Worin besteht aber das Problem?

Kritisch wird es erst, wenn Teams dauerhaft schlechte Moves machen. Im Draft wird es dann meist problematisch, wenn Spieler ihren Rookie-Vertag absolviert haben und nun bezahlt werden müssen. Franchsies mit schlechtem Management brechen dann auseinander und können den Erfolg nicht aufrecht erhalten.

Zudem führen auch schlechte Entscheidungen nicht immer zu schlechten Ergebnissen. Bestes Beispiel dafür ist der erste Pick aus der Matt Rhule Ära.

Rhule zog mit dem ersten Pick DT Derrick Brown. In den Top 10 für einen Tackle ohne besondere Pass-Rush Fähigkeiten zu investieren, war aus Aspekten des Positional Values nicht gut. Die Geschichte rund um Brown wurde aber zur Erfolgsstory bei den Panthers.

Das Regime um Rhule machte aber weiter mit schwachen Entscheidungen. Irgendwann war dann das Team so schlecht, dass selbst der Draft mit Brown und Chinn keinen Einfluss mehr hatte.

Wie sollte also das neue Regime bewertet werden?

Zweifel an das neue Regime sind damit sicherlich angebracht. Besonders der Umgang mit dem Cap und den vorhandenen Ressourcen ist nicht gut gelungen.

Trotzdem hab ich immer noch Hoffnung. Diese sind nicht nur wegen eines Draft zunichte gemacht. Sollten Legette, Sanders, Wallace und Brooks durchstarten und zu wichtigen Startern werden, wird diese Klasse ein wichtiger Baustein des Neuaufbaus.

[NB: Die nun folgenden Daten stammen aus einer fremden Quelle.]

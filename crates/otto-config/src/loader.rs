// Copyright (c) 2024-2026 Martin Schröder <info@swedishembedded.com>
//
// SPDX-License-Identifier: Apache-2.0
use std::path::{Path, PathBuf};

use anyhow::Context;
use tracing::{debug, warn};

use crate::Config;

/// Ordered list of config file locations searched from lowest to highest priority.
/// Later files override earlier ones.
fn config_search_paths() -> Vec<PathBuf> {
    let mut paths = Vec::new();

    // 1. System-wide default
    paths.push(PathBuf::from("/etc/otto/config.yaml"));
    paths.push(PathBuf::from("/etc/otto/config.yml"));

    // 2. XDG / home
    if let Some(home) = dirs::home_dir() {
        paths.push(home.join(".config/otto/config.yaml"));
        paths.push(home.join(".config/otto/config.yml"));
    }
    if let Some(cfg) = dirs::config_dir() {
        paths.push(cfg.join("otto/config.yaml"));
        paths.push(cfg.join("otto/config.yml"));
    }

    // 3. Workspace-local
    paths.push(PathBuf::from(".otto/config.yaml"));
    paths.push(PathBuf::from(".otto/config.yml"));
    paths.push(PathBuf::from(".otto.yaml"));
    paths.push(PathBuf::from(".otto.yml"));

    paths
}

/// Load configuration by merging all discovered YAML files.
/// The `extra` argument may provide an explicit path (e.g. `--config` CLI flag).
pub fn load(extra: Option<&Path>) -> anyhow::Result<Config> {
    let mut merged = serde_yaml::Value::Mapping(serde_yaml::Mapping::new());

    for path in config_search_paths() {
        if path.is_file() {
            debug!(path = %path.display(), "loading config layer");
            let text = std::fs::read_to_string(&path)
                .with_context(|| format!("reading {}", path.display()))?;
            let layer: serde_yaml::Value = serde_yaml::from_str(&text)
                .with_context(|| format!("parsing {}", path.display()))?;
            merge_yaml(&mut merged, layer);
        }
    }

    if let Some(p) = extra {
        debug!(path = %p.display(), "loading explicit config");
        let text =
            std::fs::read_to_string(p).with_context(|| format!("reading {}", p.display()))?;
        let layer: serde_yaml::Value =
            serde_yaml::from_str(&text).with_context(|| format!("parsing {}", p.display()))?;
        merge_yaml(&mut merged, layer);
    }

    let mut config: Config = if matches!(merged, serde_yaml::Value::Mapping(ref m) if m.is_empty())
    {
        Config::default()
    } else {
        serde_yaml::from_value(merged).unwrap_or_default()
    };

    apply_env_overrides(&mut config);
    Ok(config)
}

/// Env overrides consulted once at load time; no shared mutable state.
fn apply_env_overrides(config: &mut Config) {
    if let Ok(raw) = std::env::var("OTTO_COMPACTION_RATIO") {
        match raw.parse::<f64>() {
            Ok(r) if r > 0.0 && r <= 1.0 => config.agent.compaction_ratio = r,
            _ => warn!(value = %raw, "ignoring invalid OTTO_COMPACTION_RATIO"),
        }
    }
}

/// Deep-merge `src` into `dst`; src wins on scalar conflicts.
fn merge_yaml(dst: &mut serde_yaml::Value, src: serde_yaml::Value) {
    match (dst, src) {
        (serde_yaml::Value::Mapping(d), serde_yaml::Value::Mapping(s)) => {
            for (k, v) in s {
                let entry = d
                    .entry(k)
                    .or_insert(serde_yaml::Value::Mapping(serde_yaml::Mapping::new()));
                merge_yaml(entry, v);
            }
        }
        (dst, src) => *dst = src,
    }
}

// ─── Unit tests ──────────────────────────────────────────────────────────────

#[cfg(test)]
mod tests {
    use std::io::Write;

    use super::*;

    fn write_config(dir: &Path, name: &str, contents: &str) -> PathBuf {
        let path = dir.join(name);
        let mut f = std::fs::File::create(&path).unwrap();
        f.write_all(contents.as_bytes()).unwrap();
        path
    }

    #[test]
    fn load_without_files_returns_defaults() {
        let config = load(None).unwrap();
        assert_eq!(config.agent.inbox_capacity, 128);
    }

    #[test]
    fn explicit_file_overrides_defaults() {
        let dir = tempfile::tempdir().unwrap();
        let path = write_config(
            dir.path(),
            "otto.yaml",
            "git:\n  slug: demo\nbudget:\n  max_dollars: 5.0\n",
        );
        let config = load(Some(&path)).unwrap();
        assert_eq!(config.git.slug, "demo");
        assert_eq!(config.budget.max_dollars, 5.0);
        // Untouched sections keep their defaults.
        assert_eq!(config.ports.poll_interval_secs, 5);
    }

    #[test]
    fn merge_yaml_is_deep() {
        let mut dst: serde_yaml::Value =
            serde_yaml::from_str("agent:\n  inbox_capacity: 64\n").unwrap();
        let src: serde_yaml::Value =
            serde_yaml::from_str("agent:\n  compaction_ratio: 0.8\n").unwrap();
        merge_yaml(&mut dst, src);
        let config: Config = serde_yaml::from_value(dst).unwrap();
        assert_eq!(config.agent.inbox_capacity, 64);
        assert_eq!(config.agent.compaction_ratio, 0.8);
    }
}
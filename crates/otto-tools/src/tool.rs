// Copyright (c) 2024-2026 Martin Schröder <info@swedishembedded.com>
//
// SPDX-License-Identifier: MIT
use std::path::PathBuf;

use async_trait::async_trait;
use serde_json::Value;
use tokio_util::sync::CancellationToken;

/// A single tool invocation requested by the model.
#[derive(Debug, Clone)]
pub struct ToolCall {
    /// Opaque identifier returned by the model (forwarded verbatim)
    pub id: String,
    pub name: String,
    /// Parsed JSON input
    pub input: Value,
}

/// The result of executing a tool.
#[derive(Debug, Clone)]
pub struct ToolOutput {
    pub call_id: String,
    pub content: String,
    /// If true, the tool execution failed non-fatally (returned error message).
    pub is_error: bool,
}

impl ToolOutput {
    /// Successful plain-text result.
    pub fn ok(call_id: impl Into<String>, content: impl Into<String>) -> Self {
        Self {
            call_id: call_id.into(),
            content: content.into(),
            is_error: false,
        }
    }

    /// Error result containing a plain-text error message.
    pub fn err(call_id: impl Into<String>, msg: impl Into<String>) -> Self {
        Self {
            call_id: call_id.into(),
            content: msg.into(),
            is_error: true,
        }
    }
}

/// Per-call execution context handed to every tool.
///
/// `cancel` is a child of the turn's cancellation scope; blocking tools must
/// select on it and return best-effort partial results when it fires.
#[derive(Debug, Clone)]
pub struct ToolContext {
    pub cancel: CancellationToken,
    pub working_dir: PathBuf,
}

/// Trait that every tool available to the model must implement.
#[async_trait]
pub trait Tool: Send + Sync {
    fn name(&self) -> &str;
    fn description(&self) -> &str;
    /// JSON Schema for the input object
    fn schema(&self) -> Value;
    /// When true, a successful call terminates the turn without another
    /// model round trip.
    fn ends_turn(&self) -> bool {
        false
    }
    /// Inspect the input before execution.  A rejection becomes an error
    /// tool result; the tool is never run.
    fn check_permission(&self, _input: &Value) -> Result<(), String> {
        Ok(())
    }
    /// Execute the tool.  Errors should be wrapped in [`ToolOutput::err`].
    async fn execute(&self, ctx: &ToolContext, call: &ToolCall) -> ToolOutput;
}

// ─── Unit tests ──────────────────────────────────────────────────────────────
// Copyright (c) 2024-2026 Martin Schröder <info@swedishembedded.com>
//
// SPDX-License-Identifier: MIT
use std::time::Duration;

use chrono::{DateTime, Utc};
use serde::{Deserialize, Serialize};

use otto_model::Usage;

use crate::gitobs::GitCommit;

/// Closed set of history message kinds.
#[derive(Debug, Clone, Copy, PartialEq, Eq, Serialize, Deserialize)]
#[serde(rename_all = "lowercase")]
pub enum MessageType {
    User,
    Agent,
    Error,
    Budget,
    Tool,
    Commit,
    Auto,
    Compact,
    Port,
}

/// A tool invocation requested on an agent message.  Fulfilled once a tool
/// message with the same `tool_call_id` has been appended.
#[derive(Debug, Clone, PartialEq, Eq, Serialize, Deserialize)]
pub struct ToolCallRef {
    pub name: String,
    /// Serialized JSON input as the model emitted it
    pub input: String,
    pub tool_call_id: String,
}

/// The unit of history.
///
/// `idx` equals the message's position in history at the moment it is
/// appended and is never reassigned; the store is the only writer.
#[derive(Debug, Clone, Serialize, Deserialize)]
pub struct AgentMessage {
    pub idx: usize,
    #[serde(rename = "type")]
    pub kind: MessageType,
    pub content: String,
    #[serde(skip_serializing_if = "Option::is_none")]
    pub timestamp: Option<DateTime<Utc>>,

    // Tool fields, set on tool-type messages
    #[serde(skip_serializing_if = "Option::is_none")]
    pub tool_name: Option<String>,
    #[serde(skip_serializing_if = "Option::is_none")]
    pub tool_input: Option<String>,
    #[serde(skip_serializing_if = "Option::is_none")]
    pub tool_result: Option<String>,
    #[serde(default, skip_serializing_if = "std::ops::Not::not")]
    pub tool_error: bool,
    #[serde(skip_serializing_if = "Option::is_none")]
    pub tool_call_id: Option<String>,

    /// Tool calls requested by an agent message
    #[serde(default, skip_serializing_if = "Vec::is_empty")]
    pub tool_calls: Vec<ToolCallRef>,
    /// Commits surfaced by a commit message
    #[serde(default, skip_serializing_if = "Vec::is_empty")]
    pub commits: Vec<GitCommit>,
    #[serde(skip_serializing_if = "Option::is_none")]
    pub usage: Option<Usage>,

    #[serde(skip_serializing_if = "Option::is_none")]
    pub start_time: Option<DateTime<Utc>>,
    #[serde(skip_serializing_if = "Option::is_none")]
    pub end_time: Option<DateTime<Utc>>,
    #[serde(skip_serializing_if = "Option::is_none")]
    pub elapsed: Option<Duration>,

    pub end_of_turn: bool,
    /// Set on the last agent message of a turn
    #[serde(skip_serializing_if = "Option::is_none")]
    pub turn_duration: Option<Duration>,

    pub conversation_id: String,
    #[serde(skip_serializing_if = "Option::is_none")]
    pub parent_conversation_id: Option<String>,
    /// Subconversation outputs are hidden from the primary transcript
    #[serde(default, skip_serializing_if = "std::ops::Not::not")]
    pub hide_output: bool,
}

impl AgentMessage {
    /// A blank message of the given kind.  The index and timestamp are
    /// assigned by the store on append.
    pub fn new(kind: MessageType, content: impl Into<String>) -> Self {
        Self {
            idx: 0,
            kind,
            content: content.into(),
            timestamp: None,
            tool_name: None,
            tool_input: None,
            tool_result: None,
            tool_error: false,
            tool_call_id: None,
            tool_calls: Vec::new(),
            commits: Vec::new(),
            usage: None,
            start_time: None,
            end_time: None,
            elapsed: None,
            end_of_turn: false,
            turn_duration: None,
            conversation_id: String::new(),
            parent_conversation_id: None,
            hide_output: false,
        }
    }
}

// ─── Unit tests ──────────────────────────────────────────────────────────────

#[cfg(test)]
mod tests {
    use super::*;

    #[test]
    fn new_message_is_blank() {
        let m = AgentMessage::new(MessageType::User, "hi");
        assert_eq!(m.idx, 0);
        assert_eq!(m.kind, MessageType::User);
        assert_eq!(m.content, "hi");
        assert!(!m.end_of_turn);
        assert!(m.timestamp.is_none());
        assert!(m.tool_calls.is_empty());
    }

    #[test]
    fn serialises_kind_as_type_tag() {
        let m = AgentMessage::new(MessageType::Budget, "over");
        let json = serde_json::to_string(&m).unwrap();
        assert!(json.contains("\"type\":\"budget\""), "got: {json}");
    }

    #[test]
    fn optional_fields_are_omitted_when_unset() {
        let m = AgentMessage::new(MessageType::Agent, "hi");
        let json = serde_json::to_string(&m).unwrap();
        assert!(!json.contains("tool_name"));
        assert!(!json.contains("turn_duration"));
        assert!(!json.contains("hide_output"));
    }

    #[test]
    fn message_round_trips_through_json() {
        let mut m = AgentMessage::new(MessageType::Tool, "output");
        m.tool_name = Some("shell".into());
        m.tool_call_id = Some("t1".into());
        m.tool_error = true;
        m.elapsed = Some(Duration::from_millis(250));
        let json = serde_json::to_string(&m).unwrap();
        let back: AgentMessage = serde_json::from_str(&json).unwrap();
        assert_eq!(back.kind, MessageType::Tool);
        assert_eq!(back.tool_name.as_deref(), Some("shell"));
        assert!(back.tool_error);
        assert_eq!(back.elapsed, Some(Duration::from_millis(250)));
    }
}
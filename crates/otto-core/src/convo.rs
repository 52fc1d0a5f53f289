// Copyright (c) 2024-2026 Martin Schröder <info@swedishembedded.com>
//
// SPDX-License-Identifier: MIT
use std::collections::HashMap;
use std::path::PathBuf;
use std::sync::{Arc, Mutex};
use std::time::{Duration, Instant};

use chrono::{DateTime, Utc};
use thiserror::Error;
use tokio_util::sync::CancellationToken;
use tracing::{debug, info, warn};
use uuid::Uuid;

use otto_model::{
    CompletionRequest, ContentItem, ModelMessage, ModelProvider, ModelResponse, Role, ToolSchema,
    Usage,
};
use otto_tools::{ToolCall, ToolContext, ToolOutput, ToolRegistry};

/// Content of a synthesized cancel result, and of results returned by tools
/// that observe a mid-flight cancellation.
pub const CANCELLED_TOOL_USE: &str = "user canceled this tool_use";

/// Spending limit for one conversation.  Zero in either dimension means
/// unlimited.
#[derive(Debug, Clone, Copy, Default, PartialEq)]
pub struct Budget {
    pub max_dollars: f64,
    pub max_tokens: u64,
}

impl Budget {
    pub fn unlimited() -> Self {
        Self::default()
    }
}

#[derive(Debug, Clone, Error, PartialEq)]
pub enum BudgetError {
    #[error("budget exceeded: ${spent:.2} of ${max:.2} spent")]
    Dollars { spent: f64, max: f64 },
    #[error("budget exceeded: {spent} of {max} tokens used")]
    Tokens { spent: u64, max: u64 },
}

/// Identity of a conversation, handed to listener callbacks.
#[derive(Debug, Clone)]
pub struct ConvoMeta {
    pub id: String,
    pub parent_id: Option<String>,
}

impl ConvoMeta {
    pub fn is_subconversation(&self) -> bool {
        self.parent_id.is_some()
    }
}

/// Everything the listener needs to record one finished (or cancelled) tool
/// call.
#[derive(Debug, Clone)]
pub struct ToolResultRecord {
    pub tool_call_id: String,
    pub name: String,
    /// Serialized JSON input
    pub input: String,
    pub content: String,
    pub is_error: bool,
    pub started_at: DateTime<Utc>,
    pub finished_at: DateTime<Utc>,
    pub elapsed: Duration,
}

/// Callbacks the agent registers on its conversations.
///
/// The facade holds the listener only as a capability — the agent owns the
/// facade, never the other way around.  Implementations must be thread-safe;
/// calls may arrive from the facade's tool-execution path.
pub trait ConvoListener: Send + Sync {
    /// A model request is in flight; `request_id` tracks it for the UI.
    fn on_request_start(&self, meta: &ConvoMeta, request_id: &str);
    /// The model responded; the listener appends the agent message.
    fn on_response(&self, meta: &ConvoMeta, request_id: &str, resp: &ModelResponse);
    /// The request failed; the caller surfaces the error itself.
    fn on_request_error(&self, meta: &ConvoMeta, request_id: &str, error: &str);
    /// A tool is about to run.
    fn on_tool_call_start(&self, meta: &ConvoMeta, tool_call_id: &str, name: &str);
    /// A tool finished (or was synthesized as cancelled); the listener
    /// appends the tool message.
    fn on_tool_result(&self, meta: &ConvoMeta, record: &ToolResultRecord);
}

struct ConvoState {
    messages: Vec<ModelMessage>,
    budget: Budget,
    original_budget: Budget,
    cumulative: Usage,
    last: Option<Usage>,
    /// Free-form annotations attached by embedders (session labels, UI hints).
    extra: HashMap<String, String>,
}

/// Wraps one model conversation: message history, usage counters, budget,
/// tool execution, and targeted tool cancellation.
///
/// Single-writer by convention: only the turn task calls [`send_message`],
/// [`push_user_message`] and the tool-result operations.  The state mutex is
/// never held across an await point.
pub struct Conversation {
    meta: ConvoMeta,
    provider: Arc<dyn ModelProvider>,
    tools: Arc<ToolRegistry>,
    system_prompt: String,
    working_dir: PathBuf,
    listener: Arc<dyn ConvoListener>,
    state: Mutex<ConvoState>,
    running_tools: Mutex<HashMap<String, CancellationToken>>,
}

impl Conversation {
    #[allow(clippy::too_many_arguments)]
    pub fn new(
        provider: Arc<dyn ModelProvider>,
        tools: Arc<ToolRegistry>,
        system_prompt: impl Into<String>,
        working_dir: PathBuf,
        budget: Budget,
        listener: Arc<dyn ConvoListener>,
    ) -> Self {
        Self {
            meta: ConvoMeta {
                id: Uuid::new_v4().to_string(),
                parent_id: None,
            },
            provider,
            tools,
            system_prompt: system_prompt.into(),
            working_dir,
            listener,
            state: Mutex::new(ConvoState {
                messages: Vec::new(),
                budget,
                original_budget: budget,
                cumulative: Usage::default(),
                last: None,
                extra: HashMap::new(),
            }),
            running_tools: Mutex::new(HashMap::new()),
        }
    }

    /// Seed the cumulative usage counters, e.g. with the totals of a
    /// conversation this one replaces.
    pub fn with_cumulative_usage(self, usage: Usage) -> Self {
        self.state.lock().unwrap().cumulative = usage;
        self
    }

    pub fn meta(&self) -> &ConvoMeta {
        &self.meta
    }

    pub fn context_window(&self) -> u64 {
        self.provider.context_window()
    }

    pub fn message_count(&self) -> usize {
        self.state.lock().unwrap().messages.len()
    }

    /// One blocking model round trip: record the outgoing user-role message,
    /// call the provider, record the assistant reply and usage.
    pub async fn send_message(&self, msg: ModelMessage) -> anyhow::Result<ModelResponse> {
        let request_id = Uuid::new_v4().to_string();
        let req = {
            let mut state = self.state.lock().unwrap();
            state.messages.push(msg);
            CompletionRequest {
                messages: state.messages.clone(),
                tools: self
                    .tools
                    .schemas()
                    .into_iter()
                    .map(|s| ToolSchema {
                        name: s.name,
                        description: s.description,
                        input_schema: s.input_schema,
                    })
                    .collect(),
                system_prompt: Some(self.system_prompt.clone()),
            }
        };
        self.listener.on_request_start(&self.meta, &request_id);
        match self.provider.complete(req).await {
            Ok(resp) => {
                {
                    let mut state = self.state.lock().unwrap();
                    state.messages.push(ModelMessage {
                        role: Role::Assistant,
                        content: resp.content.clone(),
                    });
                    state.cumulative.add(&resp.usage);
                    state.last = Some(resp.usage);
                }
                self.listener.on_response(&self.meta, &request_id, &resp);
                Ok(resp)
            }
            Err(e) => {
                self.listener
                    .on_request_error(&self.meta, &request_id, &format!("{e:#}"));
                Err(e)
            }
        }
    }

    /// Record a user-role message without a model round trip.  Used when a
    /// tool ends the turn: the results must still enter the conversation so
    /// the next request keeps the shape the model expects.
    pub fn push_user_message(&self, msg: ModelMessage) {
        self.state.lock().unwrap().messages.push(msg);
    }

    /// Run every tool-use in `resp`, in the order the model emitted them,
    /// and return the matching tool-result items in that same order plus
    /// whether any executed tool ends the turn.
    ///
    /// Honors `turn`: tool-uses that have not started when it fires are
    /// synthesized as cancelled; the running tool observes its child token
    /// and returns best-effort output which is still included.
    pub async fn tool_result_contents(
        &self,
        turn: &CancellationToken,
        resp: &ModelResponse,
    ) -> (Vec<ContentItem>, bool) {
        let mut contents = Vec::new();
        let mut ends_turn = false;
        for (id, name, input) in resp.tool_uses() {
            if turn.is_cancelled() {
                contents.push(self.synthesize_cancel(id, name, input));
                continue;
            }
            let record = self.run_one_tool(turn, id, name, input).await;
            // ends_turn is advisory and applies even when the tool errored;
            // the error result still reaches the model on the next request.
            if self.tools.ends_turn(name) {
                ends_turn = true;
            }
            contents.push(ContentItem::ToolResult {
                tool_use_id: record.tool_call_id.clone(),
                content: vec![ContentItem::text(record.content.clone())],
                is_error: record.is_error,
            });
        }
        (contents, ends_turn)
    }

    /// Synthesize a cancelled result for every tool-use in `resp` without
    /// running anything.
    pub fn tool_result_cancel_contents(&self, resp: &ModelResponse) -> Vec<ContentItem> {
        resp.tool_uses()
            .into_iter()
            .map(|(id, name, input)| self.synthesize_cancel(id, name, input))
            .collect()
    }

    fn synthesize_cancel(&self, id: &str, name: &str, input: &serde_json::Value) -> ContentItem {
        let now = Utc::now();
        let record = ToolResultRecord {
            tool_call_id: id.to_string(),
            name: name.to_string(),
            input: input.to_string(),
            content: CANCELLED_TOOL_USE.to_string(),
            is_error: true,
            started_at: now,
            finished_at: now,
            elapsed: Duration::ZERO,
        };
        self.listener.on_tool_result(&self.meta, &record);
        ContentItem::tool_result(id, CANCELLED_TOOL_USE, true)
    }

    async fn run_one_tool(
        &self,
        turn: &CancellationToken,
        id: &str,
        name: &str,
        input: &serde_json::Value,
    ) -> ToolResultRecord {
        self.listener.on_tool_call_start(&self.meta, id, name);
        let started_at = Utc::now();
        let start = Instant::now();

        let child = turn.child_token();
        self.running_tools
            .lock()
            .unwrap()
            .insert(id.to_string(), child.clone());
        let ctx = ToolContext {
            cancel: child,
            working_dir: self.working_dir.clone(),
        };
        let call = ToolCall {
            id: id.to_string(),
            name: name.to_string(),
            input: input.clone(),
        };
        let output: ToolOutput = self.tools.execute(&ctx, &call).await;
        self.running_tools.lock().unwrap().remove(id);

        if output.is_error {
            debug!(tool = name, tool_call_id = id, "tool returned error");
        }
        let record = ToolResultRecord {
            tool_call_id: id.to_string(),
            name: name.to_string(),
            input: input.to_string(),
            content: output.content,
            is_error: output.is_error,
            started_at,
            finished_at: Utc::now(),
            elapsed: start.elapsed(),
        };
        self.listener.on_tool_result(&self.meta, &record);
        record
    }

    /// Cancel exactly one running tool; the rest of the turn continues.
    /// Returns false when no tool with that id is running.
    pub fn cancel_tool_use(&self, tool_call_id: &str, cause: &str) -> bool {
        match self.running_tools.lock().unwrap().get(tool_call_id) {
            Some(token) => {
                info!(tool_call_id, cause, "cancelling tool use");
                token.cancel();
                true
            }
            None => {
                warn!(tool_call_id, "cancel requested for unknown tool use");
                false
            }
        }
    }

    /// Peek: has the cumulative usage crossed the budget?
    pub fn over_budget(&self) -> Option<BudgetError> {
        let state = self.state.lock().unwrap();
        let spent = state.cumulative;
        if state.budget.max_dollars > 0.0 && spent.cost_usd > state.budget.max_dollars {
            return Some(BudgetError::Dollars {
                spent: spent.cost_usd,
                max: state.budget.max_dollars,
            });
        }
        if state.budget.max_tokens > 0 && spent.total_tokens() > state.budget.max_tokens {
            return Some(BudgetError::Tokens {
                spent: spent.total_tokens(),
                max: state.budget.max_tokens,
            });
        }
        None
    }

    /// Restore the budget to its original value.  The cumulative counters
    /// keep running; the budget is measured against spending since reset.
    pub fn reset_budget(&self) {
        let mut state = self.state.lock().unwrap();
        // Re-anchor: pretend the original budget starts from current spend.
        let spent = state.cumulative;
        let original = state.original_budget;
        state.budget = Budget {
            max_dollars: if original.max_dollars > 0.0 {
                spent.cost_usd + original.max_dollars
            } else {
                0.0
            },
            max_tokens: if original.max_tokens > 0 {
                spent.total_tokens() + original.max_tokens
            } else {
                0
            },
        };
    }

    pub fn original_budget(&self) -> Budget {
        self.state.lock().unwrap().original_budget
    }

    pub fn set_extra(&self, key: impl Into<String>, value: impl Into<String>) {
        self.state
            .lock()
            .unwrap()
            .extra
            .insert(key.into(), value.into());
    }

    pub fn extra(&self, key: &str) -> Option<String> {
        self.state.lock().unwrap().extra.get(key).cloned()
    }

    pub fn cumulative_usage(&self) -> Usage {
        self.state.lock().unwrap().cumulative
    }

    pub fn last_usage(&self) -> Option<Usage> {
        self.state.lock().unwrap().last
    }

    /// A child conversation that inherits the full message history but has
    /// its own id, a replacement system prompt, and fresh usage counters.
    /// Its messages are attributed to the parent through `parent_id` so the
    /// store can hide them.
    pub fn sub_convo_with_history(&self, system_prompt: impl Into<String>) -> Conversation {
        let state = self.state.lock().unwrap();
        Conversation {
            meta: ConvoMeta {
                id: Uuid::new_v4().to_string(),
                parent_id: Some(self.meta.id.clone()),
            },
            provider: self.provider.clone(),
            tools: self.tools.clone(),
            system_prompt: system_prompt.into(),
            working_dir: self.working_dir.clone(),
            listener: self.listener.clone(),
            state: Mutex::new(ConvoState {
                messages: state.messages.clone(),
                budget: state.budget,
                original_budget: state.original_budget,
                cumulative: Usage::default(),
                last: None,
                extra: state.extra.clone(),
            }),
            running_tools: Mutex::new(HashMap::new()),
        }
    }
}

// ─── Unit tests ──────────────────────────────────────────────────────────────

Des Weiteren bleibt zu hoffen, dass sich die Verantwortlichen noch weiterentwickeln. Wir haben bisher nur einen Draft gesehen. Dass wir rund um unseren GM Dan Morgan nur Pfeifen haben, das glaube ich nach einer Offseason noch nicht. Die Skepsis ist zwar leider größer geworden, aber ich lasse mich gerne eines Besseren belehren.